Last-ditch deal may backfire on Enda Kenny
A full 60 days after the February 26 vote, three weeks into “historic” talks between Fine Gael and Fianna Fáil, and after 100 hours of separate discussions with Independents, Enda Kenny has made a significant, perhaps game-changing, concession to Micheál Martin.
In return for supporting — or to use Fianna Fáil’s own word, ‘facilitating’, because no-one could interpret the party’s actions in recent days as support — a Fine Gael-led minority government, Mr Kenny has told his rival he will agree to suspend water charges for six to nine months.
The move has been made in a last-ditch bid to resolve the political stalemate hamstringing the country and comes with two vital caveats, namely water charges will only be suspended while an independent commission examines the issue, and only if both parties agree to reintroduce a charges system once the review concludes.
For Mr Kenny and his negotiating team of Simon Coveney, Leo Varadkar, Frances Fitzgerald, and Paschal Donohoe, the offer is designed to end the stand-off and is the only way to prevent a second election.
However, while the Taoiseach and his negotiators’ eyes may have been understandably on the water charges gun Mr Martin has pointed at their heads when they outlined the situation, they should perhaps have thought a little harder about whether a similar target is now being placed on their back by their backbench colleagues.
Speaking last night as talks ended for another day, a series of Fine Gael TDs said they cannot support any deal that will see a lengthy suspension of charges.
Regardless of what way it is dressed up, a fees freeze for any significant period of time will effectively spell the end of the regime, they say, something they can simply not abide after wading through the election with the policy repeatedly plunging them into arguments they fought hard to win.
Speaking to the Irish Examiner last night, Wexford TD Michael D’Arcy said if a suspension as long as what is being suggested is put in place, “that’s the end of Irish Water”, adding “we shouldn’t take people for fools”.
He said the parliamentary party of TDs and senators met a fortnight ago to unanimously re-affirm its position on water charges — namely, that they were not going anywhere — and to change direction now simply because that is the way the wind is blowing means backbenchers’ views are being ignored for the sake of power.
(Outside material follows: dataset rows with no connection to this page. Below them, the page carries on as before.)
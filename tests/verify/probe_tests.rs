//! Queue-file submitter tests.

use crate::common::create_temp_dir;
use mailgate::core::verify::{ProbeSubmitter, QueueSubmitter};

fn queue_files(incoming: &std::path::Path) -> Vec<std::path::PathBuf> {
    let mut files: Vec<_> = std::fs::read_dir(incoming)
        .unwrap()
        .map(|entry| entry.unwrap().path())
        .collect();
    files.sort();
    files
}

#[tokio::test]
async fn probe_lands_in_incoming_with_envelope() {
    let dir = create_temp_dir();
    let submitter = QueueSubmitter::new(dir.path());
    submitter.submit_probe("postmaster", "u@x").await.unwrap();

    let files = queue_files(&dir.path().join("incoming"));
    assert_eq!(files.len(), 1);

    let envelope = std::fs::read_to_string(&files[0]).unwrap();
    assert!(envelope.contains("sender=postmaster\n"));
    assert!(envelope.contains("recipient=u@x\n"));
    assert!(envelope.contains("flags=verify\n"));
    assert!(envelope.contains("rewrite=none\n"));
}

#[tokio::test]
async fn null_sender_is_rendered_as_angle_brackets() {
    let dir = create_temp_dir();
    let submitter = QueueSubmitter::new(dir.path());
    submitter.submit_probe("", "u@x").await.unwrap();

    let files = queue_files(&dir.path().join("incoming"));
    let envelope = std::fs::read_to_string(&files[0]).unwrap();
    assert!(envelope.starts_with("sender=<>\n"));
}

#[tokio::test]
async fn each_probe_gets_a_distinct_queue_file() {
    let dir = create_temp_dir();
    let submitter = QueueSubmitter::new(dir.path());
    submitter.submit_probe("postmaster", "a@x").await.unwrap();
    submitter.submit_probe("postmaster", "b@x").await.unwrap();

    let files = queue_files(&dir.path().join("incoming"));
    assert_eq!(files.len(), 2);
    // No temp files left behind once submissions have returned.
    assert!(files
        .iter()
        .all(|path| path.extension().map(|ext| ext != "tmp").unwrap_or(true)));
}
//! Address-verification cache daemon.
//!
//! Serves QUERY/UPDATE requests on a local stream socket, backed by a
//! persistent map file or by process memory when none is configured.
//! Probes are queued into the mail system's incoming directory.

use std::path::{Path, PathBuf};
use std::sync::Arc;

use clap::Parser;
use tracing::info;

use mailgate::clock::SystemClock;
use mailgate::config::Params;
use mailgate::core::server::umask::UmaskGuard;
use mailgate::core::server::{self, ServerLimits, UnixServer};
use mailgate::core::table::file::FileTable;
use mailgate::core::table::mem::MemTable;
use mailgate::core::table::Table;
use mailgate::core::verify::{CachePolicy, QueueSubmitter, VerifyCache, VerifyService};

/// Generic daemon options; service tunables live in the config file.
#[derive(Debug, Parser)]
#[command(name = "verifyd", about = "Address-verification cache service")]
struct Args {
    /// Path to the TOML configuration file.
    #[arg(long)]
    config: Option<PathBuf>,

    /// Listening socket path.
    #[arg(long, default_value = "./verify.sock")]
    socket: PathBuf,
}

fn init_logging() {
    use tracing_subscriber::EnvFilter;
    tracing_subscriber::fmt()
        .with_env_filter(
            EnvFilter::try_from_env("MAILGATE_LOG").unwrap_or_else(|_| EnvFilter::new("info")),
        )
        .with_writer(std::io::stderr)
        .with_ansi(false)
        .init();
}

#[tokio::main(flavor = "current_thread")]
async fn main() -> Result<(), Box<dyn std::error::Error>> {
    init_logging();
    let args = Args::parse();
    let params = Params::load(args.config.as_deref())?;

    // Pre-jail: open the backing store while still privileged, then leave
    // the supervisor's process group so a group-wide stop signal cannot
    // land mid-update.
    let table: Arc<dyn Table> = if params.address_verify_map.is_empty() {
        info!("verification cache is memory-resident");
        Arc::new(MemTable::new("verify"))
    } else {
        let map_path = Path::new(&params.address_verify_map);
        let table = {
            let _umask = UmaskGuard::set(0o022);
            FileTable::open(map_path, true).await?
        };
        info!(map = %params.address_verify_map, "opened verification cache");
        Arc::new(table)
    };
    server::detach_process_group()?;

    let cache = VerifyCache::new(
        table,
        CachePolicy::from_params(&params),
        Arc::new(SystemClock),
        Arc::new(QueueSubmitter::new(&params.queue_directory)),
        params.normalized_sender(),
    );
    let mut service = VerifyService::new(cache);

    let listener = UnixServer::bind(&args.socket, ServerLimits::from_params(&params))?;
    let reason = listener.run(&mut service).await?;
    info!(%reason, "done");
    Ok(())
}
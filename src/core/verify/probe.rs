//! Probe submission into the mail queue.
//!
//! A probe is a routing-only message: the queue manager resolves the
//! recipient and reports the outcome back through the verifier's UPDATE
//! request, but the message itself is never delivered. Submission sits
//! behind a trait so the cache policy can be tested without a queue.

use std::path::{Path, PathBuf};

use async_trait::async_trait;
use thiserror::Error;
use uuid::Uuid;

#[derive(Debug, Error)]
pub enum ProbeError {
    #[error("cannot queue probe for {recipient}: {source}")]
    Queue {
        recipient: String,
        #[source]
        source: std::io::Error,
    },
}

/// Synchronous probe submission; `Ok(())` means the probe was queued.
#[async_trait]
pub trait ProbeSubmitter: Send + Sync {
    async fn submit_probe(&self, sender: &str, recipient: &str) -> Result<(), ProbeError>;
}

/// Writes one queue file per probe into `<queue>/incoming`.
///
/// Files carry the envelope plus a `verify` request flag and a no-rewrite
/// marker, and become visible atomically (temp + rename) so the queue
/// manager never reads a partial envelope.
pub struct QueueSubmitter {
    incoming: PathBuf,
}

impl QueueSubmitter {
    pub fn new(queue_directory: &Path) -> Self {
        Self {
            incoming: queue_directory.join("incoming"),
        }
    }
}

#[async_trait]
impl ProbeSubmitter for QueueSubmitter {
    async fn submit_probe(&self, sender: &str, recipient: &str) -> Result<(), ProbeError> {
        let queue_err = |source| ProbeError::Queue {
            recipient: recipient.to_string(),
            source,
        };

        tokio::fs::create_dir_all(&self.incoming)
            .await
            .map_err(queue_err)?;

        // Null sender travels as the literal <>.
        let envelope_sender = if sender.is_empty() { "<>" } else { sender };
        let envelope = format!(
            "sender={envelope_sender}\nrecipient={recipient}\nflags=verify\nrewrite=none\n"
        );

        let id = Uuid::new_v4().simple().to_string();
        let tmp = self.incoming.join(format!(".{id}.tmp"));
        let path = self.incoming.join(id);
        tokio::fs::write(&tmp, envelope.as_bytes())
            .await
            .map_err(queue_err)?;
        tokio::fs::rename(&tmp, &path).await.map_err(queue_err)?;
        Ok(())
    }
}
//! Scoped umask override.
//!
//! The verifier forces a 022 umask while creating its persistent cache so
//! the file never comes up group- or world-writable, then restores the
//! supervisor-inherited mask on every exit path, including open failure.

use nix::sys::stat::{self, Mode};

pub struct UmaskGuard {
    previous: Mode,
}

impl UmaskGuard {
    /// Force `mask` (e.g. `0o022`) until the guard drops.
    #[must_use = "the previous umask is restored when the guard drops"]
    pub fn set(mask: u32) -> Self {
        let previous = stat::umask(Mode::from_bits_truncate(mask));
        Self { previous }
    }
}

impl Drop for UmaskGuard {
    fn drop(&mut self) {
        let _ = stat::umask(self.previous);
    }
}
//! Table-proxy daemon.
//!
//! Multiplexes OPEN/LOOKUP requests against the allow-listed backing
//! tables, sharing open handles across clients. When a backing table
//! changes on disk the process exits cleanly before the next accept so the
//! supervisor restarts it with fresh handles.

use std::path::PathBuf;
use std::sync::Arc;

use clap::Parser;
use tracing::info;

use mailgate::config::Params;
use mailgate::core::proxy::ProxyService;
use mailgate::core::server::{ServerLimits, UnixServer};
use mailgate::core::table::TableRegistry;

/// Generic daemon options; service tunables live in the config file.
#[derive(Debug, Parser)]
#[command(name = "tableproxyd", about = "Table-proxy lookup service")]
struct Args {
    /// Path to the TOML configuration file.
    #[arg(long)]
    config: Option<PathBuf>,

    /// Listening socket path.
    #[arg(long, default_value = "./tableproxy.sock")]
    socket: PathBuf,
}

fn init_logging() {
    use tracing_subscriber::EnvFilter;
    tracing_subscriber::fmt()
        .with_env_filter(
            EnvFilter::try_from_env("MAILGATE_LOG").unwrap_or_else(|_| EnvFilter::new("info")),
        )
        .with_writer(std::io::stderr)
        .with_ansi(false)
        .init();
}

#[tokio::main(flavor = "current_thread")]
async fn main() -> Result<(), Box<dyn std::error::Error>> {
    init_logging();
    let args = Args::parse();
    let params = Params::load(args.config.as_deref())?;

    let registry = Arc::new(TableRegistry::new());
    let mut service = ProxyService::new(params.proxy_read_maps.clone(), registry);

    let listener = UnixServer::bind(&args.socket, ServerLimits::from_params(&params))?;
    let reason = listener.run(&mut service).await?;
    info!(%reason, "done");
    Ok(())
}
Kildare South TD Martin Heydon was similarly vocal, saying any suspension deal would be tantamount to the party turning its back on candidates “who took a lot of punishment”, while similar views were expressed by Regina Doherty, Andrew Doyle, and Brendan Griffin.
Despite other colleagues, including taoiseach-nominee addict Noel Rock and Fine Gael chair Catherine Byrne, saying some form of deal was always inevitable, the reality is the guns, never mind the knives, will be out for Mr Kenny and his negotiating team at their next parliamentary party meeting, either today or tomorrow.
And what makes it worse is that the rock-and-a-hard-place situation Fine Gael’s top brass now finds itself in has seemingly not calmed the would-be assassin who continues to have it in its sights. Gun still firmly at Mr Kenny’s temple, Mr Martin’s negotiating team of Barry Cowen, Michael McGrath, Jim O Callaghan, and Charlie McConalogue last night made it clear the offer to suspend charges for two years is not enough.
“We are true to our commitments and our manifesto across a range of issues, including the one you have mentioned [suspending water charges for five years],” Mr Cowen told reporters as he left the Trinity College talks, with colleagues later clarifying no counter-offer will be put forward today. Asked about his leader’s suggestion the odds of a deal are in the balance, he agreed “there’s still a 50/50 chance”.
Given the Fine Gael backbench anger the latest attempt at a deal has caused, those 50/50 odds could just as easily relate to who shoots the Taoiseach first — Fianna Fáil or the grass-roots on his own side.